//! `taskfmt config` command - Configuration management
//!
//! Provides commands to view and modify taskfmt configuration.

use clap::Subcommand;
use console::style;
use miette::{IntoDiagnostic, Result};
use std::fs;
use std::path::{Path, PathBuf};

use crate::cli::GlobalOpts;
use crate::core::config::LOCAL_CONFIG_FILE;
use crate::core::Config;
use crate::pipeline::QuantityPolicy;

#[derive(Subcommand, Debug)]
pub enum ConfigCommands {
    /// Show current configuration values
    Show(ShowArgs),

    /// Set a configuration value
    Set(SetArgs),

    /// Unset (remove) a configuration value
    Unset(UnsetArgs),

    /// Show paths to configuration files
    Path(PathArgs),

    /// List all available configuration keys
    Keys,
}

#[derive(clap::Args, Debug)]
pub struct ShowArgs {
    /// Show only this key's value
    pub key: Option<String>,

    /// Show only the local config file
    #[arg(long = "local-only")]
    pub local_only: bool,

    /// Show only global (user) config
    #[arg(long = "global-only")]
    pub global_only: bool,
}

#[derive(clap::Args, Debug)]
pub struct SetArgs {
    /// Configuration key (e.g., quantity_policy, hidden_columns)
    pub key: String,

    /// Value to set (comma-separated for list keys)
    pub value: String,

    /// Set in global (user) config instead of the local file
    #[arg(long, short = 'g')]
    pub global: bool,
}

#[derive(clap::Args, Debug)]
pub struct UnsetArgs {
    /// Configuration key to remove
    pub key: String,

    /// Remove from global (user) config instead of the local file
    #[arg(long, short = 'g')]
    pub global: bool,
}

#[derive(clap::Args, Debug)]
pub struct PathArgs {
    /// Show only the local config path
    #[arg(long = "local-only")]
    pub local_only: bool,

    /// Show only global config path
    #[arg(long = "global-only")]
    pub global_only: bool,
}

/// Valid configuration keys
const VALID_KEYS: &[(&str, &str)] = &[
    (
        "quantity_policy",
        "How quantities are read from names (tokens, multiplier)",
    ),
    (
        "highlight_project",
        "Projects value whose names are highlighted",
    ),
    (
        "excluded_section",
        "Section text whose tasks are left out of the analysis",
    ),
    ("column_order", "Column order of the formatted sheet"),
    ("hidden_columns", "Columns hidden on the formatted sheet"),
    (
        "filtered_hidden_columns",
        "Columns hidden on the filtered sheet",
    ),
    ("csv_name", "File name of the cleaned CSV"),
    ("xlsx_name", "File name of the workbook"),
];

/// Keys holding a list of column names
const LIST_KEYS: &[&str] = &["column_order", "hidden_columns", "filtered_hidden_columns"];

/// Run a config subcommand
pub fn run(cmd: ConfigCommands, global: &GlobalOpts) -> Result<()> {
    let local = local_config_path(global);
    match cmd {
        ConfigCommands::Show(args) => run_show(args, &local, global),
        ConfigCommands::Set(args) => run_set(args, &local),
        ConfigCommands::Unset(args) => run_unset(args, &local),
        ConfigCommands::Path(args) => run_path(args, &local),
        ConfigCommands::Keys => run_keys(),
    }
}

fn run_show(args: ShowArgs, local: &Path, global: &GlobalOpts) -> Result<()> {
    let config = Config::load_with(global.config.as_deref());

    // If a specific key is requested, show just that value
    if let Some(key) = &args.key {
        check_key(key)?;
        println!("{}", get_config_value(&config, key));
        return Ok(());
    }

    if args.local_only && args.global_only {
        return Err(miette::miette!(
            "Cannot specify both --local-only and --global-only"
        ));
    }

    if args.local_only {
        show_config_file("Local config:", local)?;
    } else if args.global_only {
        show_config_file("Global config:", &get_global_config_path()?)?;
    } else {
        // Show merged/effective config
        println!("{}", style("Effective Configuration").bold().underlined());
        println!();

        for (key, _) in VALID_KEYS {
            println!(
                "  {}: {}",
                style(key).cyan(),
                style(get_config_value(&config, key)).yellow()
            );
        }

        println!();
        println!("{}", style("Config Sources (in priority order):").dim());
        println!("  1. Environment variables (TASKFMT_QUANTITY_POLICY, TASKFMT_HIGHLIGHT_PROJECT)");
        println!("  2. Local config ({})", local.display());
        println!("  3. Global config (~/.config/taskfmt/config.yaml)");
    }

    Ok(())
}

fn run_set(args: SetArgs, local: &Path) -> Result<()> {
    check_key(&args.key)?;
    let config_path = if args.global {
        get_global_config_path()?
    } else {
        local.to_path_buf()
    };

    let mut config_map = read_mapping(&config_path)?;
    let value = parse_value(&args.key, &args.value)?;

    if let serde_yml::Value::Mapping(map) = &mut config_map {
        map.insert(serde_yml::Value::String(args.key.clone()), value);
    }

    // Ensure parent directory exists
    if let Some(parent) = config_path.parent() {
        if !parent.as_os_str().is_empty() {
            fs::create_dir_all(parent).into_diagnostic()?;
        }
    }

    let yaml = serde_yml::to_string(&config_map).into_diagnostic()?;
    fs::write(&config_path, yaml).into_diagnostic()?;

    let scope = if args.global { "global" } else { "local" };
    println!(
        "{} Set {} {} {} in {} config",
        style("✓").green(),
        style(&args.key).cyan(),
        style("→").dim(),
        style(&args.value).yellow(),
        scope
    );

    Ok(())
}

fn run_unset(args: UnsetArgs, local: &Path) -> Result<()> {
    check_key(&args.key)?;
    let config_path = if args.global {
        get_global_config_path()?
    } else {
        local.to_path_buf()
    };

    if !config_path.exists() {
        return Err(miette::miette!(
            "Config file does not exist: {}",
            config_path.display()
        ));
    }

    let mut config_map = read_mapping(&config_path)?;
    let removed = match &mut config_map {
        serde_yml::Value::Mapping(map) => map
            .remove(serde_yml::Value::String(args.key.clone()))
            .is_some(),
        _ => false,
    };

    if !removed {
        return Err(miette::miette!("Key '{}' not found in config", args.key));
    }

    let yaml = serde_yml::to_string(&config_map).into_diagnostic()?;
    fs::write(&config_path, yaml).into_diagnostic()?;

    let scope = if args.global { "global" } else { "local" };
    println!(
        "{} Removed {} from {} config",
        style("✓").green(),
        style(&args.key).cyan(),
        scope
    );

    Ok(())
}

fn run_path(args: PathArgs, local: &Path) -> Result<()> {
    if args.local_only && args.global_only {
        return Err(miette::miette!(
            "Cannot specify both --local-only and --global-only"
        ));
    }

    if args.local_only {
        println!("{}", local.display());
    } else if args.global_only {
        println!("{}", get_global_config_path()?.display());
    } else {
        println!("{}", style("Configuration file paths:").bold());
        println!();
        if let Ok(global_path) = get_global_config_path() {
            print_path("Global:", &global_path);
            println!();
        }
        print_path("Local: ", local);
    }

    Ok(())
}

fn run_keys() -> Result<()> {
    println!("{}", style("Available configuration keys:").bold());
    println!();

    for (key, description) in VALID_KEYS {
        println!("  {:<24} {}", style(key).cyan(), style(description).dim());
    }

    println!();
    println!(
        "{}",
        style("Use 'taskfmt config set <key> <value>' to set a value.").dim()
    );

    Ok(())
}

// Helper functions

fn local_config_path(global: &GlobalOpts) -> PathBuf {
    global
        .config
        .clone()
        .unwrap_or_else(|| PathBuf::from(LOCAL_CONFIG_FILE))
}

fn get_global_config_path() -> Result<PathBuf> {
    Config::global_config_path()
        .ok_or_else(|| miette::miette!("Could not determine global config directory"))
}

fn check_key(key: &str) -> Result<()> {
    if VALID_KEYS.iter().any(|(k, _)| *k == key) {
        Ok(())
    } else {
        Err(miette::miette!(
            "Unknown configuration key '{}'. Run 'taskfmt config keys' to list valid keys",
            key
        ))
    }
}

/// Turn a command-line value into the YAML stored for `key`
fn parse_value(key: &str, raw: &str) -> Result<serde_yml::Value> {
    if key == "quantity_policy" {
        let policy: QuantityPolicy = raw.parse().map_err(|e| miette::miette!("{}", e))?;
        return Ok(serde_yml::Value::String(policy.to_string()));
    }
    if LIST_KEYS.contains(&key) {
        let items = raw
            .split(',')
            .map(str::trim)
            .filter(|s| !s.is_empty())
            .map(|s| serde_yml::Value::String(s.to_string()))
            .collect();
        return Ok(serde_yml::Value::Sequence(items));
    }
    Ok(serde_yml::Value::String(raw.to_string()))
}

fn read_mapping(path: &Path) -> Result<serde_yml::Value> {
    if !path.exists() {
        return Ok(serde_yml::Value::Mapping(Default::default()));
    }
    let content = fs::read_to_string(path).into_diagnostic()?;
    let parsed: serde_yml::Value =
        serde_yml::from_str(&content).unwrap_or(serde_yml::Value::Mapping(Default::default()));
    // An empty or non-mapping file starts over
    if parsed.is_mapping() {
        Ok(parsed)
    } else {
        Ok(serde_yml::Value::Mapping(Default::default()))
    }
}

fn get_config_value(config: &Config, key: &str) -> String {
    match key {
        "quantity_policy" => config.quantity_policy().to_string(),
        "highlight_project" => config.highlight_project().to_string(),
        "excluded_section" => config.excluded_section().to_string(),
        "column_order" => list_display(config.column_order()),
        "hidden_columns" => list_display(config.hidden_columns()),
        "filtered_hidden_columns" => list_display(&config.filtered_hidden_columns()),
        "csv_name" => config.csv_name().to_string(),
        "xlsx_name" => config.xlsx_name().to_string(),
        _ => String::new(),
    }
}

fn list_display(items: &[String]) -> String {
    if items.is_empty() {
        "(none)".to_string()
    } else {
        items.join(", ")
    }
}

fn print_path(label: &str, path: &Path) {
    println!("  {} {}", style(label).cyan(), path.display());
    if path.exists() {
        println!("          {}", style("(exists)").green());
    } else {
        println!("          {}", style("(not created)").dim());
    }
}

fn show_config_file(title: &str, path: &Path) -> Result<()> {
    println!("{} {}", style(title).bold(), style(path.display()).dim());
    println!();

    if path.exists() {
        let content = fs::read_to_string(path).into_diagnostic()?;
        print!("{}", content);
    } else {
        println!("{}", style("(not created)").dim());
    }

    Ok(())
}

**********

[WORK ORDER]: Return each line exactly, beginning at the start of the material above and ending at the line that includes "this key's value", with both of those kept.

[SOLUTION TO THE EXERCISE]:
//! `taskfmt config` command - Configuration management
//!
//! Provides commands to view and modify taskfmt configuration.

use clap::Subcommand;
use console::style;
use miette::{IntoDiagnostic, Result};
use std::fs;
use std::path::{Path, PathBuf};

use crate::cli::GlobalOpts;
use crate::core::config::LOCAL_CONFIG_FILE;
use crate::core::Config;
use crate::pipeline::QuantityPolicy;

#[derive(Subcommand, Debug)]
pub enum ConfigCommands {
    /// Show current configuration values
    Show(ShowArgs),

    /// Set a configuration value
    Set(SetArgs),

    /// Unset (remove) a configuration value
    Unset(UnsetArgs),

    /// Show paths to configuration files
    Path(PathArgs),

    /// List all available configuration keys
    Keys,
}

#[derive(clap::Args, Debug)]
pub struct ShowArgs {
    /// Show only this key's value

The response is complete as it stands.